The Perils of Reading About Writing

I used to love reading about how to write more than I liked to write. While I longed to be a writer, writing was scary. It meant unmasking my own mind, delving into the dark complexities of my subconscious, my childhood wounds, my fears of rejection, and other traits I preferred to deny.

Chronically blocked, I was constantly looking for the how-to-write book that would catapult me into creative bliss. My book shelf was packed with inspiring glossy-covered books; however, my inspiration had mostly fizzled by the time I got around to writing.

In my quest I did come across good books I still treasure, such as Characters Make Your Story and Writing Down the Bones. Whenever I found a book I really liked, I wanted to christen the author as my personal mentor, drag her into the next writing session with me and have her tell me everything to do. Yet when I did sit down to write, all I had learned seemed to have abandoned me as I stared at the blank page.

There were other problems with reading about writing. The writers often contradicted each other and themselves. Some were “light editing” advocates who said the first drafts were always better because they were more honest, while other writers said “good writing is rewriting.” (The latter works best for me.)

Some said, “Go out and get some life experiences, then write.” This vague advice was unhelpful and confusing. What did it mean to go out and get life experiences?

The writers usually seemed to have a particular kind of experience in mind, daredevil feats or taking high risk jobs.  Did I have to join a circus or become a bar bouncer to have worthy thoughts about what it was like to be human?

The effect of this advice was to discourage me. I fretted about my “experience deficit.” It became yet another excuse for being under- confident. Besides, it took time to join a circus – time I could otherwise be using to write.

The writers generally propounded their opinions with great authority. They discussed rules of craft as if they were inflexible, universal, and definitive.
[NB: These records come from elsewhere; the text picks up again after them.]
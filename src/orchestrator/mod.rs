//! Orchestrator — turns inbound events into session transitions.
//!
//! For every event of a user: take the user's lock, load the session, ask
//! the router what to do, carry out the action through the collaborators,
//! persist, and hand back the reply. A session only moves once its side
//! effect has succeeded; failures keep the stage and produce an apology.

pub mod locks;
pub mod runtime;

pub use locks::UserLocks;
pub use runtime::Runtime;

use std::collections::BTreeMap;
use std::sync::Arc;

use tracing::{debug, error, info, warn};

use crate::channels::{InboundEvent, InboundKind, OutgoingMessage};
use crate::config::OrchestratorConfig;
use crate::documents::DocumentExtractor;
use crate::error::{CollaboratorError, DatabaseError, ExtractionFailure, OrchestratorError};
use crate::flow::prompts;
use crate::flow::{Action, FlowEvent, Intent, Transition, route};
use crate::llm::{Classification, ReasoningAgent};
use crate::policy::{PolicyDelivery, PolicyDocument};
use crate::retry::{RetryPolicy, with_retry};
use crate::session::{HistoryEntry, Session, SessionStore, Stage};
use crate::upload::{FlushedBatch, UploadAggregator};

/// External services the orchestrator drives.
#[derive(Clone)]
pub struct Collaborators {
    pub reasoning: Arc<dyn ReasoningAgent>,
    pub extractor: Arc<dyn DocumentExtractor>,
    pub delivery: Arc<dyn PolicyDelivery>,
}

/// Change to the extracted fields carried by an outcome.
#[derive(Debug, Clone)]
enum FieldsChange {
    Keep,
    Replace(BTreeMap<String, String>),
    Clear,
}

/// Result of carrying out one action, not yet persisted.
#[derive(Debug, Clone)]
struct Outcome {
    stage: Stage,
    fields: FieldsChange,
    reply: Option<String>,
}

impl Outcome {
    fn hold(stage: Stage, reply: impl Into<String>) -> Self {
        Self {
            stage,
            fields: FieldsChange::Keep,
            reply: Some(reply.into()),
        }
    }

    fn advance(stage: Stage, fields: FieldsChange, reply: impl Into<String>) -> Self {
        Self {
            stage,
            fields,
            reply: Some(reply.into()),
        }
    }
}

/// Conversation core.
pub struct Orchestrator {
    store: Arc<dyn SessionStore>,
    aggregator: Arc<UploadAggregator>,
    collaborators: Collaborators,
    locks: UserLocks,
    config: OrchestratorConfig,
}

impl Orchestrator {
    pub fn new(
        store: Arc<dyn SessionStore>,
        aggregator: Arc<UploadAggregator>,
        collaborators: Collaborators,
        config: OrchestratorConfig,
    ) -> Self {
        Self {
            store,
            aggregator,
            collaborators,
            locks: UserLocks::new(),
            config,
        }
    }

    pub fn config(&self) -> &OrchestratorConfig {
        &self.config
    }

    /// Drop per-user locks that are no longer in use.
    pub async fn prune_idle_locks(&self) -> usize {
        self.locks.prune().await
    }

    /// Handle one inbound event. Attachments are only buffered; text and
    /// commands are routed and answered.
    pub async fn handle_event(
        &self,
        event: InboundEvent,
    ) -> Result<Option<OutgoingMessage>, OrchestratorError> {
        let user_id = event.user_id;
        match event.kind {
            InboundKind::Attachment(item) => {
                debug!(user_id = %user_id, file_id = %item.file_id, "Buffering attachment");
                self.aggregator.push(&user_id, item).await;
                Ok(None)
            }
            InboundKind::Command(command) => {
                let _guard = self.locks.acquire(&user_id).await;
                let session = self.store.get(&user_id).await?;
                let entry = HistoryEntry::user(command.as_str());
                let classification = Classification::new(Intent::Restart);
                self.route_intent(session, entry, classification).await
            }
            InboundKind::Text(text) => {
                let _guard = self.locks.acquire(&user_id).await;
                let session = self.store.get(&user_id).await?;
                let entry = HistoryEntry::user(text);

                let mut history = session.history.clone();
                history.push(entry.clone());
                let stage = session.stage;
                let reasoning = self.collaborators.reasoning.clone();
                let classified = with_retry(
                    "reasoning",
                    &self.config.retry,
                    self.config.collaborator_timeout,
                    || reasoning.classify(stage, &history),
                )
                .await;

                match classified {
                    Ok(classification) => self.route_intent(session, entry, classification).await,
                    Err(e) => {
                        warn!(user_id = %user_id, %stage, error = %e, "Reasoning failed, asking user to repeat");
                        let outcome = Outcome::hold(stage, prompts::PLEASE_REPEAT);
                        self.commit(session, vec![entry], outcome).await
                    }
                }
            }
        }
    }

    /// Handle a flushed upload batch.
    pub async fn handle_batch(
        &self,
        batch: FlushedBatch,
    ) -> Result<Option<OutgoingMessage>, OrchestratorError> {
        let user_id = batch.user_id.clone();
        let _guard = self.locks.acquire(&user_id).await;
        let session = self.store.get(&user_id).await?;
        let stage = session.stage;

        let entry = HistoryEntry::system(format!("User uploaded {} file(s)", batch.items.len()));

        let transition = route(stage, FlowEvent::BatchFlushed);
        match transition.action {
            Action::ExtractDocuments => {}
            Action::RestateExpectation => {
                info!(
                    user_id = %user_id,
                    %stage,
                    batch_id = %batch.batch_id,
                    "Upload batch outside document collection"
                );
                let reply =
                    prompts::unexpected_upload(stage, self.config.price, &self.config.currency);
                return self.commit(session, vec![entry], Outcome::hold(stage, reply)).await;
            }
            _ => {
                debug!(
                    user_id = %user_id,
                    %stage,
                    batch_id = %batch.batch_id,
                    "Ignoring redelivered upload batch"
                );
                return Ok(None);
            }
        }

        info!(
            user_id = %user_id,
            batch_id = %batch.batch_id,
            items = batch.items.len(),
            "Extracting documents"
        );
        let extractor = self.collaborators.extractor.clone();
        let extracted = with_retry(
            "document extraction",
            &self.config.retry,
            self.config.collaborator_timeout,
            || extractor.extract(&batch.items),
        )
        .await;

        let outcome = match extracted {
            Ok(fields) => Outcome::advance(
                transition.next,
                FieldsChange::Replace(fields.clone()),
                prompts::extracted_summary(&fields),
            ),
            Err(CollaboratorError::Extraction(failure)) => {
                warn!(user_id = %user_id, %failure, "Documents could not be used");
                Outcome::hold(stage, prompts::extraction_failed(&failure))
            }
            Err(CollaboratorError::Rejected { reason, .. }) => {
                warn!(user_id = %user_id, %reason, "Extractor rejected the documents");
                Outcome::hold(
                    stage,
                    prompts::extraction_failed(&ExtractionFailure::Unreadable(reason)),
                )
            }
            Err(e) => {
                warn!(user_id = %user_id, error = %e, "Document extraction unavailable");
                Outcome::hold(stage, prompts::DOCUMENT_SERVICE_DOWN)
            }
        };

        self.commit(session, vec![entry], outcome).await
    }

    async fn route_intent(
        &self,
        session: Session,
        entry: HistoryEntry,
        classification: Classification,
    ) -> Result<Option<OutgoingMessage>, OrchestratorError> {
        let stage = session.stage;
        let transition = route(stage, FlowEvent::Intent(classification.intent));
        debug!(
            user_id = %session.user_id,
            %stage,
            intent = %classification.intent,
            action = ?transition.action,
            "Routed message"
        );
        let outcome = self.perform(&session, transition, &classification).await;
        self.commit(session, vec![entry], outcome).await
    }

    /// Carry out the action of `transition` for a text-driven event.
    async fn perform(
        &self,
        session: &Session,
        transition: Transition,
        classification: &Classification,
    ) -> Outcome {
        let stage = session.stage;
        let (price, currency) = (self.config.price, self.config.currency.as_str());

        match transition.action {
            Action::RequestDocuments => Outcome::advance(
                transition.next,
                FieldsChange::Keep,
                prompts::REQUEST_DOCUMENTS,
            ),
            Action::QuotePrice => Outcome::advance(
                transition.next,
                FieldsChange::Keep,
                prompts::price_quote(price, currency),
            ),
            Action::ClearFields => {
                Outcome::advance(transition.next, FieldsChange::Clear, prompts::REUPLOAD)
            }
            Action::ReassertPrice => Outcome::hold(stage, prompts::NON_NEGOTIABLE),
            Action::Restart => {
                let discarded = self.aggregator.discard(&session.user_id).await;
                info!(user_id = %session.user_id, %stage, discarded, "Session restarted");
                Outcome::advance(transition.next, FieldsChange::Clear, prompts::GREETING)
            }
            Action::DeliverPolicy => self.deliver_policy(session, transition).await,
            Action::RestateExpectation => {
                let expected = prompts::expectation(stage, price, currency);
                let reply = match (&classification.reply, classification.intent) {
                    (Some(text), Intent::Unrecognized) => format!("{text}\n\n{expected}"),
                    _ => expected,
                };
                Outcome::hold(stage, reply)
            }
            // Batch actions never result from a text intent.
            Action::ExtractDocuments | Action::Ignore => Outcome {
                stage,
                fields: FieldsChange::Keep,
                reply: None,
            },
        }
    }

    async fn deliver_policy(&self, session: &Session, transition: Transition) -> Outcome {
        let policy = PolicyDocument::render(
            &session.extracted_fields,
            self.config.price,
            &self.config.currency,
        );
        let retry = RetryPolicy {
            max_retries: self.config.policy_delivery_attempts.saturating_sub(1),
            ..self.config.retry
        };
        let delivery = self.collaborators.delivery.clone();
        let user_id = session.user_id.as_str();

        let delivered = with_retry(
            "policy delivery",
            &retry,
            self.config.collaborator_timeout,
            || delivery.deliver(user_id, &policy),
        )
        .await;

        match delivered {
            Ok(()) => {
                info!(user_id, policy_number = %policy.policy_number, "Policy issued");
                Outcome::advance(transition.next, FieldsChange::Keep, prompts::POLICY_ISSUED)
            }
            Err(e) => {
                warn!(user_id, error = %e, "Policy delivery failed");
                Outcome::hold(session.stage, prompts::POLICY_DELIVERY_FAILED)
            }
        }
    }

    /// Persist `outcome` on top of `base`. On a version conflict the session
    /// is reloaded once; if it is still in the same stage the outcome is
    /// re-applied without repeating side effects, otherwise the user is asked
    /// to try again.
    async fn commit(
        &self,
        base: Session,
        entries: Vec<HistoryEntry>,
        outcome: Outcome,
    ) -> Result<Option<OutgoingMessage>, OrchestratorError> {
        let user_id = base.user_id.clone();
        let from = base.stage;

        let updated = apply(&base, &entries, &outcome, self.config.max_history);
        let saved = match self.store.save(&updated).await {
            Ok(version) => Ok(version),
            Err(e) if e.is_conflict() => {
                warn!(user_id = %user_id, version = base.version, "Session changed underneath, reloading");
                self.retry_commit(&user_id, from, &entries, &outcome).await
            }
            Err(e) => Err(e),
        };

        match saved {
            Ok(version) => {
                if outcome.stage != from {
                    info!(user_id = %user_id, from = %from, to = %outcome.stage, version, "Stage transition");
                }
                Ok(outcome
                    .reply
                    .map(|text| OutgoingMessage::text(user_id, text)))
            }
            Err(e) if e.is_conflict() => {
                warn!(user_id = %user_id, "Giving up after repeated conflicts");
                Ok(Some(OutgoingMessage::text(user_id, prompts::PLEASE_TRY_AGAIN)))
            }
            Err(e) => {
                error!(user_id = %user_id, error = %e, "Session store failure");
                Err(e.into())
            }
        }
    }

    async fn retry_commit(
        &self,
        user_id: &str,
        expected_stage: Stage,
        entries: &[HistoryEntry],
        outcome: &Outcome,
    ) -> Result<i64, DatabaseError> {
        let reloaded = self.store.get(user_id).await?;
        if reloaded.stage != expected_stage {
            return Err(DatabaseError::ConcurrencyConflict {
                user_id: user_id.to_string(),
                expected_version: reloaded.version,
            });
        }
        let updated = apply(&reloaded, entries, outcome, self.config.max_history);
        self.store.save(&updated).await
    }
}

/// Pure application of an outcome to a loaded session.
fn apply(base: &Session, entries: &[HistoryEntry], outcome: &Outcome, max_history: usize) -> Session {
    let mut session = base.clone();
    for entry in entries {
        session.push_history(entry.clone(), max_history);
    }
    if let Some(reply) = &outcome.reply {
        session.push_history(HistoryEntry::assistant(reply.clone()), max_history);
    }
    match &outcome.fields {
        FieldsChange::Keep => {}
        FieldsChange::Replace(fields) => session.extracted_fields = fields.clone(),
        FieldsChange::Clear => session.extracted_fields.clear(),
    }
    session.stage = outcome.stage;
    session
}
Ironically, the worst advice I have ever read ultimately taught me one of the most valuable lessons about writing. It taught me in a strange way: by discouraging me completely; by shattering my trust in advice- giving experts; by waking me up. Along with other painful writing experiences, it ultimately made me realize I had to stop looking to others for answers and trust my own mind.

The advice came from a popular writing magazine. In it, a best-selling writer declared that if you are having trouble making yourself write, writing must not be for you; you probably just like the idea of being a writer, not the act of writing itself; if that is the case, he advised, you should go do something else instead, gardening or accounting perhaps, and leave writing to the “real writers” (like him) who could not help themselves.

At the time I was blocked and teetering on the edge of despair; I was heavily sedated with mood stabilizing medication after a severe manic episode had left me in emotional tatters. I already suspected I would never enjoy writing again, yet I was trying my best to write every day anyway; however, “making myself” write under the circumstances was painful.

The advice went to the heart of my worst fear, that I was not a real writer but a dilettante, a starry-eyed poseur with no future in the one activity I longed to do more than anything.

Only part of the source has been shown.